### The problem
Copy every line in the listing that contains "RecipeBrowser".

### Raw data
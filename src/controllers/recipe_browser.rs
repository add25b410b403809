// Licensed under the Apache License, Version 2.0 <LICENSE-APACHE or
// http://www.apache.org/licenses/LICENSE-2.0> or the MIT license
// <LICENSE-MIT or http://opensource.org/licenses/MIT>, at your
// option. This file may not be copied, modified, or distributed
// except according to those terms.

use std::sync::Arc;

use tokio::sync::RwLock;
use tracing::warn;

use super::{Outcome, RequestSequencer, Served};
use crate::constants::{defaults, messages};
use crate::demo::demo_recipes;
use crate::errors::DietResult;
use crate::logging::AppLogger;
use crate::models::{Pagination, RecipeDetails, RecipeSearchFilters, RecipeSearchPage, RecipeSummary};
use crate::providers::RecipeProvider;
use crate::validation::ValidationError;

#[derive(Debug, Default)]
struct BrowserState {
    filters: RecipeSearchFilters,
    pagination: Pagination,
    results: Vec<RecipeSummary>,
}

/// Paged recipe search with demo fallback
pub struct RecipeBrowser {
    provider: Arc<dyn RecipeProvider>,
    sequencer: RequestSequencer,
    state: RwLock<BrowserState>,
}

impl RecipeBrowser {
    pub fn new(provider: Arc<dyn RecipeProvider>) -> Self {
        Self {
            provider,
            sequencer: RequestSequencer::new(),
            state: RwLock::new(BrowserState::default()),
        }
    }

    /// New search from page 1
    pub async fn search(&self, filters: RecipeSearchFilters) -> DietResult<Outcome<Served<RecipeSearchPage>>> {
        self.fetch(filters, 1).await
    }

    /// Featured list shown before any search
    pub async fn load_featured(&self) -> DietResult<Outcome<Served<RecipeSearchPage>>> {
        self.search(RecipeSearchFilters::with_query(defaults::FEATURED_QUERY)).await
    }

    /// Drop all filters and show the featured list again
    pub async fn clear_filters(&self) -> DietResult<Outcome<Served<RecipeSearchPage>>> {
        self.load_featured().await
    }

    /// Category shortcut: the category name becomes the query
    pub async fn search_category(&self, category: &str) -> DietResult<Outcome<Served<RecipeSearchPage>>> {
        self.search(RecipeSearchFilters::with_query(category.trim().to_lowercase())).await
    }

    /// Re-run the current search on another page
    pub async fn go_to_page(&self, page: u32) -> DietResult<Outcome<Served<RecipeSearchPage>>> {
        let (filters, pagination) = {
            let state = self.state.read().await;
            (state.filters.clone(), state.pagination)
        };

        if page == 0 || page > pagination.total_pages.max(1) {
            return Err(ValidationError::PageOutOfRange {
                page,
                total_pages: pagination.total_pages,
            }
            .into());
        }

        self.fetch(filters, page).await
    }

    pub async fn next_page(&self) -> DietResult<Outcome<Served<RecipeSearchPage>>> {
        let current = self.pagination().await.current_page;
        self.go_to_page(current.saturating_add(1)).await
    }

    pub async fn previous_page(&self) -> DietResult<Outcome<Served<RecipeSearchPage>>> {
        let current = self.pagination().await.current_page;
        self.go_to_page(current.saturating_sub(1)).await
    }

    /// Page links around the current page, `None` when there is one page
    pub async fn page_window(&self) -> Option<(u32, u32)> {
        self.pagination().await.window()
    }

    pub async fn pagination(&self) -> Pagination {
        self.state.read().await.pagination
    }

    pub async fn filters(&self) -> RecipeSearchFilters {
        self.state.read().await.filters.clone()
    }

    pub async fn results(&self) -> Vec<RecipeSummary> {
        self.state.read().await.results.clone()
    }

    /// Full recipe; there is no demo substitute for a failed lookup
    pub async fn recipe_details(&self, id: u64) -> DietResult<RecipeDetails> {
        match self.provider.get_recipe_information(id).await {
            Ok(details) => Ok(details),
            Err(e) => {
                warn!(
                    recipe.id = id,
                    service_unavailable = e.is_service_unavailable(),
                    error = %e,
                    "{}",
                    messages::RECIPE_DETAILS_FAILED
                );
                Err(e.into())
            }
        }
    }

    async fn fetch(
        &self,
        filters: RecipeSearchFilters,
        page: u32,
    ) -> DietResult<Outcome<Served<RecipeSearchPage>>> {
        let token = self.sequencer.next();

        let served = match self.provider.search_recipes(&filters, page).await {
            Ok(found) => Served::live(found),
            Err(e) => {
                AppLogger::log_fallback("search_recipes", &e.to_string());
                let results = demo_recipes(&filters);
                let total_results = results.len() as u32;
                Served::demo(
                    RecipeSearchPage {
                        results,
                        total_results,
                    },
                    messages::RECIPE_SEARCH_FALLBACK,
                )
            }
        };

        if !self.sequencer.is_current(token) {
            AppLogger::log_stale_response("search_recipes", token.value(), self.sequencer.latest());
            return Ok(Outcome::Superseded);
        }

        let mut state = self.state.write().await;
        // fallback data always fits on a single page
        let current_page = if served.is_fallback() { 1 } else { page };
        state.pagination = Pagination::new(current_page, served.data.total_results);
        state.results = served.data.results.clone();
        state.filters = filters;

        Ok(Outcome::Fresh(served))
    }
}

### Response area
pub struct RecipeBrowser {
impl RecipeBrowser {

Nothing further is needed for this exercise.